The first to stake out its position was France. According to the French statement, ‘Inseparable from the United Nations system, the Court must base itself upon the competent organs and, in particular, the Security Council which has primary responsibility for the maintenance of international peace and security. It alone has the authority to determine the existence of an act of aggression. This position results both from the Charter of the United Nations and the Rome Statute.’
Late in the afternoon, Ambassador Steve Rapp of the United States went to the podium. He referred to developments in Northern Uganda, noting that last week President Obama had signed into law an act aimed at disarming the Lord’s Resistance Army and to help Northern Uganda recover. Here’s what he said on aggression:
…as my government has noted before, we have deep respect for the work on this issue undertaken by the Special Working Group on the Crime of Aggression. At the same time, in recent months we have repeatedly been reminded that many issues concerning the crime of aggression remain to be resolved, including core questions that the Special Working Group identified when it concluded its work last year. These issues are not of marginal significance, they are elemental: What conditions must be satisfied before the ICC can exercise jurisdiction over the crime of aggression, for example? How will any aggression amendments that might be adopted enter into force?Steve Rapp went on to state that ‘key aspects of the definition are still uncertain. He referred to the use of force ‘undertaken to end the very crimes the ICC is now charged with prosecuting’. He said there remained divergent interpretations, that some have said could be resolved by the Court itself. ‘Yet a fundamental principle of legality is that individuals must know whether conduct crosses the line into that which is forbidden before they act…’
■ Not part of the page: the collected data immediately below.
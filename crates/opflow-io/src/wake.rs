//! Reactor wake primitive
//!
//! Breaks a blocking `poll(2)` from another thread (or a signal
//! handler; `wake` only calls `write(2)`). Linux gets an `eventfd`,
//! other unixes a nonblocking self-pipe.

use opflow_core::error::{OpError, OpResult};
use std::os::unix::io::RawFd;

cfg_if::cfg_if! {
    if #[cfg(target_os = "linux")] {
        /// eventfd-backed wakeup
        pub struct WakeFd {
            fd: RawFd,
        }

        impl WakeFd {
            pub fn new() -> OpResult<WakeFd> {
                let fd = unsafe { libc::eventfd(0, libc::EFD_NONBLOCK | libc::EFD_CLOEXEC) };
                if fd < 0 {
                    return Err(OpError::last_os_error());
                }
                Ok(WakeFd { fd })
            }

            /// The fd to poll for readability
            pub fn fd(&self) -> RawFd {
                self.fd
            }

            pub fn wake(&self) {
                let one: u64 = 1;
                let _ = unsafe {
                    libc::write(self.fd, &one as *const u64 as *const libc::c_void, 8)
                };
            }

            pub fn drain(&self) {
                let mut counter: u64 = 0;
                while unsafe {
                    libc::read(self.fd, &mut counter as *mut u64 as *mut libc::c_void, 8)
                } > 0
                {}
            }
        }

        impl Drop for WakeFd {
            fn drop(&mut self) {
                unsafe { libc::close(self.fd) };
            }
        }
    } else {
        /// self-pipe-backed wakeup
        pub struct WakeFd {
            read_fd: RawFd,
            write_fd: RawFd,
        }

        impl WakeFd {
            pub fn new() -> OpResult<WakeFd> {
                let mut fds = [0 as RawFd; 2];
                if unsafe { libc::pipe(fds.as_mut_ptr()) } != 0 {
                    return Err(OpError::last_os_error());
                }
                for fd in fds {
                    unsafe { libc::fcntl(fd, libc::F_SETFL, libc::O_NONBLOCK) };
                }
                Ok(WakeFd { read_fd: fds[0], write_fd: fds[1] })
            }

            /// The fd to poll for readability
            pub fn fd(&self) -> RawFd {
                self.read_fd
            }

            pub fn wake(&self) {
                let byte: u8 = 1;
                let _ = unsafe {
                    libc::write(self.write_fd, &byte as *const u8 as *const libc::c_void, 1)
                };
            }

            pub fn drain(&self) {
                let mut buf = [0u8; 64];
                while unsafe {
                    libc::read(self.read_fd, buf.as_mut_ptr() as *mut libc::c_void, buf.len())
                } > 0
                {}
            }
        }

        impl Drop for WakeFd {
            fn drop(&mut self) {
                unsafe {
                    libc::close(self.read_fd);
                    libc::close(self.write_fd);
                }
            }
        }
    }
}

#[cfg(test)]
mod tests {
    use super::*;

    #[test]
    fn test_wake_then_drain() {
        let wake = WakeFd::new().unwrap();
        wake.wake();
        wake.wake();

        let mut pfd = libc::pollfd {
            fd: wake.fd(),
            events: libc::POLLIN,
            revents: 0,
        };
        let rc = unsafe { libc::poll(&mut pfd, 1, 0) };
        assert_eq!(rc, 1);

        wake.drain();
        pfd.revents = 0;
        let rc = unsafe { libc::poll(&mut pfd, 1, 0) };
        assert_eq!(rc, 0);
    }
}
One year after the Special Working Group finished its work, the Eighth Session of the Assembly of States Parties ended without bringing its members close to resolving those questions. Instead, the session ended on a note that highlighted wide divisions, and this is not surprising.
He referred to a letter signed by ‘leading civil society organizations’ calling upon States parties to postpone the issue of aggression. Steve Rapp concluded by saying tat ‘moving forward now on the crime of aggression without genuine consensus could undermine the Court’.
That is an idea that has come from other delegations too. Canada, for example, insisted upon consensus if provisions on aggression were to be adopted. It is hard to see that this is possible. Although the Special Working Groups has come up with a range of options, reflecting the willingness of many States to explore a range of alternatives, the permanent members of the Security Council have given no indication that they are prepared to compromise one iota. So the battle lines are being drawn here. On the other amendment issues there seems to be no controversy at all.
The day continued with brief presentations on the other amendment issues, namely the future of article 124 (which allows a State to opt out of jurisdiction over war crimes) and amendments to article 8 so as to criminalize the use of certain weapons in non-international armed conflict, given that they are already prohibited in international armed conflict.